# PROVIDED RECORDS:
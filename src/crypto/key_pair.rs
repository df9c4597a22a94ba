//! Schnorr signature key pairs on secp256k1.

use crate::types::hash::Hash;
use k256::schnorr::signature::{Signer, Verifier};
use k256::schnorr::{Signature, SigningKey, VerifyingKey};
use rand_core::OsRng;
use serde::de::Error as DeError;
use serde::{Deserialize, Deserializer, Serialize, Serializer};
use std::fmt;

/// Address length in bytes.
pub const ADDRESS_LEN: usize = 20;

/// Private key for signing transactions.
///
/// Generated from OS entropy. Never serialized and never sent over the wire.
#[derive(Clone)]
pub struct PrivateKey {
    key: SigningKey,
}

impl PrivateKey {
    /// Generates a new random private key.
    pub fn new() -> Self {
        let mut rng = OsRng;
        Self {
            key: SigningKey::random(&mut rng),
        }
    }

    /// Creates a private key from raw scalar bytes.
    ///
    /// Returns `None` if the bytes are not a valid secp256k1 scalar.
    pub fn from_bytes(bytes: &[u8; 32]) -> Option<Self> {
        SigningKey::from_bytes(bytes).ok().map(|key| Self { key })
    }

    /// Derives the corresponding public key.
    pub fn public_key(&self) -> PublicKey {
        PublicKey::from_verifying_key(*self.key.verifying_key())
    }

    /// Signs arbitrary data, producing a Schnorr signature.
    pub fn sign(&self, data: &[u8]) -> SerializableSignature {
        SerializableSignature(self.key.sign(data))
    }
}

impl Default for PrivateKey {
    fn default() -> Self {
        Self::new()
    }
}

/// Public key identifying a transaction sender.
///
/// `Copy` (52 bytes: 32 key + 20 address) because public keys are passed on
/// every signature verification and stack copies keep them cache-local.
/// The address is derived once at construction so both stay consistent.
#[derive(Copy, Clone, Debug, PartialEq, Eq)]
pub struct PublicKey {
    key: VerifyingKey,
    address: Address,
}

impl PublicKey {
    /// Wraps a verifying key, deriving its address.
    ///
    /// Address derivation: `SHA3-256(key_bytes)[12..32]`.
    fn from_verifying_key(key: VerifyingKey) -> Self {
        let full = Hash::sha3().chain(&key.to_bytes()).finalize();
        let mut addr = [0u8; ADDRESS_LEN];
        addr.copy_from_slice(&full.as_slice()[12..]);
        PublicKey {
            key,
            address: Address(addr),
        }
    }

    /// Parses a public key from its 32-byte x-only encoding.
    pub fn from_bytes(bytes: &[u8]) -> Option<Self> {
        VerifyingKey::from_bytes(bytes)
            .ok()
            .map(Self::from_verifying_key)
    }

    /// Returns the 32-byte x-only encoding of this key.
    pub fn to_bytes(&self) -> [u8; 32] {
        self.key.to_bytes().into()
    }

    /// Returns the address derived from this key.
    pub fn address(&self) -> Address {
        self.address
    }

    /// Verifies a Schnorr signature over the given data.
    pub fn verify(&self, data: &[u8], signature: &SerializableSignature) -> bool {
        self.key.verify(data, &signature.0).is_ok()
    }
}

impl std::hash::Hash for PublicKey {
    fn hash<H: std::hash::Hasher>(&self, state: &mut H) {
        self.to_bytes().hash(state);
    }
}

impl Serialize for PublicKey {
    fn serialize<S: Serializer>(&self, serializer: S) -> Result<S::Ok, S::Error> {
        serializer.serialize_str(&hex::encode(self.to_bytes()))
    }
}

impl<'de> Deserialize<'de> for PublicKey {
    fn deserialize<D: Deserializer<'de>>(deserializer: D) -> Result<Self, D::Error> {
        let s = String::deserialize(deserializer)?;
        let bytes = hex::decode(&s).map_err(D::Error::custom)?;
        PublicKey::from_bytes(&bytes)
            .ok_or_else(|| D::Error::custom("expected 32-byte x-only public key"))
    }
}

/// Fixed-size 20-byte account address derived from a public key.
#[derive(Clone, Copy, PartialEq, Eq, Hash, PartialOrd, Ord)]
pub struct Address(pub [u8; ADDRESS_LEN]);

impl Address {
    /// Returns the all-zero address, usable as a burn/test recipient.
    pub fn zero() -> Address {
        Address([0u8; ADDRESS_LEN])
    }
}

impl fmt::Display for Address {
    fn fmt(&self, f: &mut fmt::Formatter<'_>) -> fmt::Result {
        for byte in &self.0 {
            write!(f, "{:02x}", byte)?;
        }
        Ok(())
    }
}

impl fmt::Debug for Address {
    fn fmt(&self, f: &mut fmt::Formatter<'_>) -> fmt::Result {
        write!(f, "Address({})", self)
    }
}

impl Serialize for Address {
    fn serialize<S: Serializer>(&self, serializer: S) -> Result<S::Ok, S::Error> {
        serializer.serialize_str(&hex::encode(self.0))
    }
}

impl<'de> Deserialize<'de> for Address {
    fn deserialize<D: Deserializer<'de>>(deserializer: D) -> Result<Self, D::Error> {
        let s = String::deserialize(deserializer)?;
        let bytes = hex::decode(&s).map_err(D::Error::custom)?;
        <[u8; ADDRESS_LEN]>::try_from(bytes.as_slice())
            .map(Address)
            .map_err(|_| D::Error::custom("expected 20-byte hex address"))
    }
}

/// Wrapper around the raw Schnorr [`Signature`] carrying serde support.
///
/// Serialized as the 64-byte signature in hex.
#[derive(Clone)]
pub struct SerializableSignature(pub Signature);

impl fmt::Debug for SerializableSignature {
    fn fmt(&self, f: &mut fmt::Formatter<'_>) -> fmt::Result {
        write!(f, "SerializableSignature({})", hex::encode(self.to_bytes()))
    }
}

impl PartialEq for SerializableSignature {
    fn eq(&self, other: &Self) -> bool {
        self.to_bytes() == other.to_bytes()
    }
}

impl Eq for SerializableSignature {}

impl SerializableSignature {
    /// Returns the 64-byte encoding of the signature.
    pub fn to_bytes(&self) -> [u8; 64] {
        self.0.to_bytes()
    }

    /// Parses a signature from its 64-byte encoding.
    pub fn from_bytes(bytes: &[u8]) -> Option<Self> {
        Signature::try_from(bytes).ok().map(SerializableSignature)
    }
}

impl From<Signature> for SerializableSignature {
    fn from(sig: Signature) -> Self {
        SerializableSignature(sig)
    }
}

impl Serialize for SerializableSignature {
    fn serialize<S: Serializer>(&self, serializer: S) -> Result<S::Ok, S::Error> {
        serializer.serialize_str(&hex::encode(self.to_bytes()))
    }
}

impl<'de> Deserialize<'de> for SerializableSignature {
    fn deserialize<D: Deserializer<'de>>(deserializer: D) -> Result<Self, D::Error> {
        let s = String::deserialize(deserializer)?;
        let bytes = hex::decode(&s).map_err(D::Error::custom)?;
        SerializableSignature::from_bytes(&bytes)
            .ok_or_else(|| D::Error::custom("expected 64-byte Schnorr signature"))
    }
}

==

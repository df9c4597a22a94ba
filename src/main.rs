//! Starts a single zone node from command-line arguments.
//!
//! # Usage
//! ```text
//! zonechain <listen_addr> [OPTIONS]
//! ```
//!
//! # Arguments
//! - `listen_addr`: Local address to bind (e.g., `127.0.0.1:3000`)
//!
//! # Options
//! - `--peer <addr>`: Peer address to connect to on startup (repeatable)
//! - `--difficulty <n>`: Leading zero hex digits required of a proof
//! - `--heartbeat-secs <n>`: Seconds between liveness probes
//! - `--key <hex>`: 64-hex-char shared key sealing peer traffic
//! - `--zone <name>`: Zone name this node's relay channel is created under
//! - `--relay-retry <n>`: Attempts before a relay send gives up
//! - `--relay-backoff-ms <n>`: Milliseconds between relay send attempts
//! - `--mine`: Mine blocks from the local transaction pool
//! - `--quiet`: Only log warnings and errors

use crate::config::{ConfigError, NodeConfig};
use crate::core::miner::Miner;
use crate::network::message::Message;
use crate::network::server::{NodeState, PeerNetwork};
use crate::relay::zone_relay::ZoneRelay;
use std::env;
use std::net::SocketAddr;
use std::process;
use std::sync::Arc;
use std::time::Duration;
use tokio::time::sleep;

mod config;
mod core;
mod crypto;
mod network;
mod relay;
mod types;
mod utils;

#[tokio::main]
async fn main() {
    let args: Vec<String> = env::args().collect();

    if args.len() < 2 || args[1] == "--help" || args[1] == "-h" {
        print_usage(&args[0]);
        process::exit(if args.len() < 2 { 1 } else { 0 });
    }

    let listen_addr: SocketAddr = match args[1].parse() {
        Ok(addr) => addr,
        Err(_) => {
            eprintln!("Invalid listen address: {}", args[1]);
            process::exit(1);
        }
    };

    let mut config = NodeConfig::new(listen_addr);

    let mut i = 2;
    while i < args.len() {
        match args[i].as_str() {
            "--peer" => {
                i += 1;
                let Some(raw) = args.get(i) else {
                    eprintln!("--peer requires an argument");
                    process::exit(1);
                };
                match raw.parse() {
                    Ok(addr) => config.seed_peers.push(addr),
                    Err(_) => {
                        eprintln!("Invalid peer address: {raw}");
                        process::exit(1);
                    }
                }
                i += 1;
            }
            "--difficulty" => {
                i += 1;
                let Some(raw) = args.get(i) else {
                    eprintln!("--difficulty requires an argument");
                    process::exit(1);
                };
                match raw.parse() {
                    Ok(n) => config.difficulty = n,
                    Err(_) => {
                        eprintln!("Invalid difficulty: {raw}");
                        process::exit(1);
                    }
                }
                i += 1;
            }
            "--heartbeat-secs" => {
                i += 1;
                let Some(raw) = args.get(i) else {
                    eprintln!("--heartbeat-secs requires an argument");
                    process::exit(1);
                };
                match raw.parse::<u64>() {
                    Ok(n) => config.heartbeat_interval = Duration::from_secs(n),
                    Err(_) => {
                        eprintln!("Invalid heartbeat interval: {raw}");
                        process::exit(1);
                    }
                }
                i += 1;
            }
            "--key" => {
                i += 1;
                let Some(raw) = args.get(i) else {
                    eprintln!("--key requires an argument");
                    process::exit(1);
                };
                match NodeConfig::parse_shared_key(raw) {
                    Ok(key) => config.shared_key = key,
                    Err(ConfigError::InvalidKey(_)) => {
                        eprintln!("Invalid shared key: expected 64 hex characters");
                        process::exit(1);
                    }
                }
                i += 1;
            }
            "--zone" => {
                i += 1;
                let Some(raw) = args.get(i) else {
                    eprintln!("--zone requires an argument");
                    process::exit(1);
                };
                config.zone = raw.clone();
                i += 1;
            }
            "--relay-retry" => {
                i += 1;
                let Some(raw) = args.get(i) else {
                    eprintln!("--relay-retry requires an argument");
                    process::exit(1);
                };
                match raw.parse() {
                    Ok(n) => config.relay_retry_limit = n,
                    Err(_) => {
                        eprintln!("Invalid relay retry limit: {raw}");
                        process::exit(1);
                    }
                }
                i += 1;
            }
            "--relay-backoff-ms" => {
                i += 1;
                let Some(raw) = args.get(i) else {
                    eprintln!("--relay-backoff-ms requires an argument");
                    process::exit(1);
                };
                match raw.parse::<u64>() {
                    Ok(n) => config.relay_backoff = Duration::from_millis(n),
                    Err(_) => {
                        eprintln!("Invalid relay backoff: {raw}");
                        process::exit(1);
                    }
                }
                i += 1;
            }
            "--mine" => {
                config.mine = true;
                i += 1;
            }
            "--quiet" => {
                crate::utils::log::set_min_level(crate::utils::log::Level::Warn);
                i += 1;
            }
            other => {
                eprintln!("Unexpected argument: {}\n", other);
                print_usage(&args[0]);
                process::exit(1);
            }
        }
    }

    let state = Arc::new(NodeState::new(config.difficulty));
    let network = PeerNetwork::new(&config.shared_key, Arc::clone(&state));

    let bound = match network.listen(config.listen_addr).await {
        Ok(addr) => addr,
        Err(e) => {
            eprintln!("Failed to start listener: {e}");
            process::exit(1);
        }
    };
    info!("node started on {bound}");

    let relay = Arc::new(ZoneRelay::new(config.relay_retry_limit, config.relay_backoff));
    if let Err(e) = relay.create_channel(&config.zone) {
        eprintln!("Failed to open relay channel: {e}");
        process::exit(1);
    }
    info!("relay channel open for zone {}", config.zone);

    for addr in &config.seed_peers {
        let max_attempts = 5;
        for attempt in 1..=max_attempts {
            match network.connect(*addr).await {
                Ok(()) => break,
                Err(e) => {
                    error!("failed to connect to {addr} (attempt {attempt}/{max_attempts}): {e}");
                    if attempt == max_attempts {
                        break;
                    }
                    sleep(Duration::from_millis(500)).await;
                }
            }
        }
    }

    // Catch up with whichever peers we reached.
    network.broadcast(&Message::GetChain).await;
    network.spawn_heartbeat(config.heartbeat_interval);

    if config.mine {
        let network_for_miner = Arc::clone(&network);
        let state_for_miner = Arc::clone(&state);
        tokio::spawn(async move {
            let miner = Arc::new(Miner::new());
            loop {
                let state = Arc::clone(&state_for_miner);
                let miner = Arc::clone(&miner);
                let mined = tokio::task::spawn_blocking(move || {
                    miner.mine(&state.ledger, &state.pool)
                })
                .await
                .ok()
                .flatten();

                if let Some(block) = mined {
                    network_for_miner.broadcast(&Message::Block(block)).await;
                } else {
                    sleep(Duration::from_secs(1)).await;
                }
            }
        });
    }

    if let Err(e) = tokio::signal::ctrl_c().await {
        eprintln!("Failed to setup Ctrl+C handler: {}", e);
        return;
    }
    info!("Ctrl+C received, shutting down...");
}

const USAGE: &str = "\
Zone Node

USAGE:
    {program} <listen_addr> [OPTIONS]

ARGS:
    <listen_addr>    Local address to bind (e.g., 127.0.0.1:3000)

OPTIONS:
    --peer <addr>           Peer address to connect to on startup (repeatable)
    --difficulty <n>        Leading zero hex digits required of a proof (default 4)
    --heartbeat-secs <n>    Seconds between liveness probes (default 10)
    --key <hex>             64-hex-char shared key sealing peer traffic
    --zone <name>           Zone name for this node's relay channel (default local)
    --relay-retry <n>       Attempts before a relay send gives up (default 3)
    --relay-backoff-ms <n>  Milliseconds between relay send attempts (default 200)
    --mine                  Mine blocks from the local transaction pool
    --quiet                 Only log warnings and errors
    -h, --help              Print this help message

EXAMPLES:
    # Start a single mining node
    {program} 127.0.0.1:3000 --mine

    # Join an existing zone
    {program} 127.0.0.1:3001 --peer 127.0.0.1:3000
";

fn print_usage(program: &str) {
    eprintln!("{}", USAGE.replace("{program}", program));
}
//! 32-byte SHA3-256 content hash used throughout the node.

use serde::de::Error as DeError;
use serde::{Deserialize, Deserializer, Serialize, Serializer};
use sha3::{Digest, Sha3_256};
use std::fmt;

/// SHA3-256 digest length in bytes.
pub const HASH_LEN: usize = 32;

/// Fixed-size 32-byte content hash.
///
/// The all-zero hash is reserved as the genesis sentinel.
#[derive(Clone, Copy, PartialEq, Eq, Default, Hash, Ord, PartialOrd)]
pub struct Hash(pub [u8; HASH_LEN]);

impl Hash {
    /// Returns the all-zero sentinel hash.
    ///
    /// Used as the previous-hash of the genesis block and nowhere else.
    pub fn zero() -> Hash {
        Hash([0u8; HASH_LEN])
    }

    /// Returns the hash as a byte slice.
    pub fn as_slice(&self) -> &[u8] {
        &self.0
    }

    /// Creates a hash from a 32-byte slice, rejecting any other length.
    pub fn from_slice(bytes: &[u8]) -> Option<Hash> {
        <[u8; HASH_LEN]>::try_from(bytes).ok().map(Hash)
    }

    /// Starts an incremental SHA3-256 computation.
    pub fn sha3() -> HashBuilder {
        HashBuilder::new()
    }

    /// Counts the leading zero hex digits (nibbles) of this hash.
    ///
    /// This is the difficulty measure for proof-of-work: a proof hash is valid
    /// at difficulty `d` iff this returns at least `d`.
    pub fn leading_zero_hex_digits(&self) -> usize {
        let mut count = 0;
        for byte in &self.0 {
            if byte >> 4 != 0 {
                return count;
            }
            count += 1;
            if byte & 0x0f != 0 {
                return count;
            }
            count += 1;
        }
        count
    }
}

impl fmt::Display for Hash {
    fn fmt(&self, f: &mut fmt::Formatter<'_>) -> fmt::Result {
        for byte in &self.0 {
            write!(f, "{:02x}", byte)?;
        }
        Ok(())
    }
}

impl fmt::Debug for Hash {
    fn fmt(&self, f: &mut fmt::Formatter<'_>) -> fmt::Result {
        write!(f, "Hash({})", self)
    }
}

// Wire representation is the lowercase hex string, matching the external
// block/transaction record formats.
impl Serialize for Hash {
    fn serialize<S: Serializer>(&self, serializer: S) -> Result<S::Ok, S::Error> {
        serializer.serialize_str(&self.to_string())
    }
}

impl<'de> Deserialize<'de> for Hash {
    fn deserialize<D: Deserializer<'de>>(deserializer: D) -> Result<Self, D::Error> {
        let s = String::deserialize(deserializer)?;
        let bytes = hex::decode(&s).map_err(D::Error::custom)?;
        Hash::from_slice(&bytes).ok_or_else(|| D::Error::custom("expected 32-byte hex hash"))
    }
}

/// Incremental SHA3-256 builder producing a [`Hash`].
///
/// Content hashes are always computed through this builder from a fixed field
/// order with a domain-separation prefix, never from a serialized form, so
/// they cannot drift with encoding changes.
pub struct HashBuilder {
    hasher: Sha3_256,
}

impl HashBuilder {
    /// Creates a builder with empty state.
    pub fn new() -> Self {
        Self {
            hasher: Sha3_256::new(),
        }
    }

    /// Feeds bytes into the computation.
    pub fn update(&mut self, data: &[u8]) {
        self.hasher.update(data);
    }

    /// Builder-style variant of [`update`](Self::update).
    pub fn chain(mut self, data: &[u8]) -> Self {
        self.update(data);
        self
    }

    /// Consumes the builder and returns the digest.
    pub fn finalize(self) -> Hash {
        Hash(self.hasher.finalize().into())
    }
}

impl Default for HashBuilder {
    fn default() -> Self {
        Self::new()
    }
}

# THE PROBLEM:
Filter the records for lines holding the string "Starts". Copy each one.

# ANSWER TO THIS TASK:
//! Starts a single zone node from command-line arguments.
    /// Starts an incremental SHA3-256 computation.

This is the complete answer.